> Input data:

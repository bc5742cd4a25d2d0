//! Configuration for bookshelf.
//!
//! Configuration sources (highest priority first):
//! 1. Environment variables (BOOKSHELF_HOME, BOOKSHELF_DB)
//! 2. Config file (.bookshelf/config.yaml)
//! 3. Defaults (~/.bookshelf, ~/.bookshelf/books.db)
//!
//! Config file discovery:
//! - Searches current directory and parents for .bookshelf/config.yaml
//! - `paths.home` is relative to the .bookshelf directory, `paths.database`
//!   is relative to home

use std::path::{Path, PathBuf};
use std::sync::OnceLock;
use std::time::Duration;

use anyhow::{Context, Result};
use serde::Deserialize;

use crate::adapters::openlibrary::{DEFAULT_COVERS_URL, DEFAULT_SEARCH_URL};
use crate::adapters::OpenLibraryConfig;
use crate::core::ResolverPolicy;

/// Global cached configuration (stores Result to handle init errors)
static CONFIG: OnceLock<Result<ResolvedConfig, String>> = OnceLock::new();

const CONFIG_DIR: &str = ".bookshelf";
const CONFIG_FILE: &str = "config.yaml";
const DEFAULT_DB_FILE: &str = "books.db";

/// Raw config file schema (matches YAML structure)
#[derive(Debug, Clone, Deserialize)]
pub struct ConfigFile {
    pub version: String,
    #[serde(default)]
    pub paths: PathsConfig,
    #[serde(default)]
    pub lookup: Option<LookupConfig>,
}

#[derive(Debug, Clone, Default, Deserialize)]
pub struct PathsConfig {
    /// State directory (relative to the .bookshelf directory)
    pub home: Option<String>,
    /// Database file (relative to home)
    pub database: Option<String>,
}

#[derive(Debug, Clone, Deserialize)]
pub struct LookupConfig {
    pub search_url: Option<String>,
    pub covers_url: Option<String>,
    pub timeout_seconds: Option<u64>,
    pub probe_concurrency: Option<usize>,
    pub strict_search: Option<bool>,
}

/// Resolved configuration with absolute paths
#[derive(Debug, Clone)]
pub struct ResolvedConfig {
    /// State directory
    pub home: PathBuf,
    /// SQLite database file
    pub database: PathBuf,
    /// Path to config file (if found)
    pub config_file: Option<PathBuf>,
    /// Lookup service settings
    pub lookup: LookupSettings,
}

#[derive(Debug, Clone, PartialEq, Eq)]
pub struct LookupSettings {
    pub search_url: String,
    pub covers_url: String,
    pub timeout_seconds: u64,
    pub probe_concurrency: usize,
    pub strict_search: bool,
}

impl Default for LookupSettings {
    fn default() -> Self {
        Self {
            search_url: DEFAULT_SEARCH_URL.to_string(),
            covers_url: DEFAULT_COVERS_URL.to_string(),
            timeout_seconds: 10,
            probe_concurrency: 1,
            strict_search: false,
        }
    }
}

impl LookupSettings {
    fn from_file(config: Option<&LookupConfig>) -> Self {
        let defaults = Self::default();
        let Some(config) = config else {
            return defaults;
        };

        Self {
            search_url: config.search_url.clone().unwrap_or(defaults.search_url),
            covers_url: config.covers_url.clone().unwrap_or(defaults.covers_url),
            timeout_seconds: config.timeout_seconds.unwrap_or(defaults.timeout_seconds),
            probe_concurrency: config
                .probe_concurrency
                .unwrap_or(defaults.probe_concurrency)
                .max(1),
            strict_search: config.strict_search.unwrap_or(defaults.strict_search),
        }
    }

    /// HTTP client settings for the Open Library adapter
    pub fn client_config(&self) -> OpenLibraryConfig {
        OpenLibraryConfig {
            search_url: self.search_url.clone(),
            covers_url: self.covers_url.clone(),
            timeout: Duration::from_secs(self.timeout_seconds),
        }
    }

    /// Resolver behaviour
    pub fn resolver_policy(&self) -> ResolverPolicy {
        ResolverPolicy {
            probe_concurrency: self.probe_concurrency,
            strict_search: self.strict_search,
        }
    }
}

/// Environment overrides
#[derive(Debug, Clone, Default)]
struct EnvOverrides {
    home: Option<PathBuf>,
    database: Option<PathBuf>,
}

impl EnvOverrides {
    fn from_env() -> Self {
        Self {
            home: std::env::var("BOOKSHELF_HOME").ok().map(PathBuf::from),
            database: std::env::var("BOOKSHELF_DB").ok().map(PathBuf::from),
        }
    }
}

/// Find config file by searching `start` and its parents
fn find_config_file(start: &Path) -> Option<PathBuf> {
    let mut current = start.to_path_buf();

    loop {
        let config_path = current.join(CONFIG_DIR).join(CONFIG_FILE);
        if config_path.exists() {
            return Some(config_path);
        }

        if !current.pop() {
            break;
        }
    }

    None
}

/// Load and parse config file
fn load_config_file(path: &Path) -> Result<ConfigFile> {
    let content = std::fs::read_to_string(path)
        .with_context(|| format!("Failed to read config file: {}", path.display()))?;

    serde_yaml::from_str(&content)
        .with_context(|| format!("Failed to parse config file: {}", path.display()))
}

/// Resolve a path that may be relative to `base`
fn resolve_path(base: &Path, path_str: &str) -> PathBuf {
    let path = PathBuf::from(path_str);
    if path.is_absolute() {
        path
    } else {
        base.join(path)
    }
}

fn resolve(
    default_home: PathBuf,
    config_file: Option<PathBuf>,
    env: EnvOverrides,
) -> Result<ResolvedConfig> {
    let file = config_file.as_deref().map(load_config_file).transpose()?;

    let home = if let Some(home) = env.home {
        home
    } else if let (Some(config), Some(config_path)) = (&file, &config_file) {
        let config_dir = config_path.parent().unwrap_or(Path::new("."));
        config
            .paths
            .home
            .as_deref()
            .map(|h| resolve_path(config_dir, h))
            .unwrap_or(default_home)
    } else {
        default_home
    };

    let database = if let Some(database) = env.database {
        database
    } else {
        let configured = file.as_ref().and_then(|c| c.paths.database.as_deref());
        resolve_path(&home, configured.unwrap_or(DEFAULT_DB_FILE))
    };

    let lookup = LookupSettings::from_file(file.as_ref().and_then(|c| c.lookup.as_ref()));

    Ok(ResolvedConfig {
        home,
        database,
        config_file,
        lookup,
    })
}

/// Load configuration from all sources
fn load_config() -> Result<ResolvedConfig> {
    let default_home = dirs::home_dir()
        .context("Failed to determine home directory")?
        .join(CONFIG_DIR);

    let config_file = std::env::current_dir()
        .ok()
        .and_then(|cwd| find_config_file(&cwd));

    resolve(default_home, config_file, EnvOverrides::from_env())
}

/// Get the global configuration (loads once, then cached)
pub fn config() -> Result<&'static ResolvedConfig> {
    let result = CONFIG.get_or_init(|| load_config().map_err(|e| format!("{:#}", e)));

    match result {
        Ok(config) => Ok(config),
        Err(e) => anyhow::bail!("{}", e),
    }
}

#[cfg(test)]
mod tests {
    use super::*;
    use std::io::Write;
    use tempfile::TempDir;

    fn write_config(root: &Path, body: &str) -> PathBuf {
        let dir = root.join(CONFIG_DIR);
        std::fs::create_dir_all(&dir).unwrap();
        let path = dir.join(CONFIG_FILE);
        let mut file = std::fs::File::create(&path).unwrap();
        writeln!(file, "{}", body).unwrap();
        path
    }

    #[test]
    fn test_defaults_without_file() {
        let config = resolve(
            PathBuf::from("/home/reader/.bookshelf"),
            None,
            EnvOverrides::default(),
        )
        .unwrap();

        assert_eq!(config.home, PathBuf::from("/home/reader/.bookshelf"));
        assert_eq!(
            config.database,
            PathBuf::from("/home/reader/.bookshelf/books.db")
        );
        assert!(config.config_file.is_none());
        assert_eq!(config.lookup, LookupSettings::default());
    }

    #[test]
    fn test_config_file_parsing() {
        let temp = TempDir::new().unwrap();
        let path = write_config(
            temp.path(),
            r#"
version: "1.0"
paths:
  home: ./state
  database: catalog.sqlite
lookup:
  covers_url: http://localhost:8080
  timeout_seconds: 3
  probe_concurrency: 4
  strict_search: true
"#,
        );

        let config = resolve(
            PathBuf::from("/unused"),
            Some(path.clone()),
            EnvOverrides::default(),
        )
        .unwrap();

        let state = temp.path().join(CONFIG_DIR).join("./state");
        assert_eq!(config.home, state);
        assert_eq!(config.database, state.join("catalog.sqlite"));
        assert_eq!(config.config_file, Some(path));
        assert_eq!(config.lookup.search_url, DEFAULT_SEARCH_URL);
        assert_eq!(config.lookup.covers_url, "http://localhost:8080");
        assert_eq!(
            config.lookup.resolver_policy(),
            ResolverPolicy {
                probe_concurrency: 4,
                strict_search: true,
            }
        );
        assert_eq!(
            config.lookup.client_config().timeout,
            Duration::from_secs(3)
        );
    }

    #[test]
    fn test_env_overrides_win() {
        let temp = TempDir::new().unwrap();
        let path = write_config(
            temp.path(),
            r#"
version: "1.0"
paths:
  home: ./state
"#,
        );

        let config = resolve(
            PathBuf::from("/unused"),
            Some(path),
            EnvOverrides {
                home: Some(PathBuf::from("/srv/books")),
                database: Some(PathBuf::from("/tmp/test.db")),
            },
        )
        .unwrap();

        assert_eq!(config.home, PathBuf::from("/srv/books"));
        assert_eq!(config.database, PathBuf::from("/tmp/test.db"));
    }

    #[test]
    fn test_zero_concurrency_is_clamped() {
        let settings = LookupSettings::from_file(Some(&LookupConfig {
            search_url: None,
            covers_url: None,
            timeout_seconds: None,
            probe_concurrency: Some(0),
            strict_search: None,
        }));
        assert_eq!(settings.probe_concurrency, 1);
    }

    #[test]
    fn test_find_config_in_parent() {
        let temp = TempDir::new().unwrap();
        let path = write_config(temp.path(), "version: \"1.0\"");
        let nested = temp.path().join("a").join("b");
        std::fs::create_dir_all(&nested).unwrap();

        assert_eq!(find_config_file(&nested), Some(path));
    }

    #[test]
    fn test_invalid_config_file_errors() {
        let temp = TempDir::new().unwrap();
        let path = write_config(temp.path(), "paths: [not, a, map]");

        assert!(resolve(PathBuf::from("/unused"), Some(path), EnvOverrides::default()).is_err());
    }
}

> Exercise: Would you copy every line of the entries in which "cached" appears?

> Your solution:
/// Global cached configuration (stores Result to handle init errors)
/// Get the global configuration (loads once, then cached)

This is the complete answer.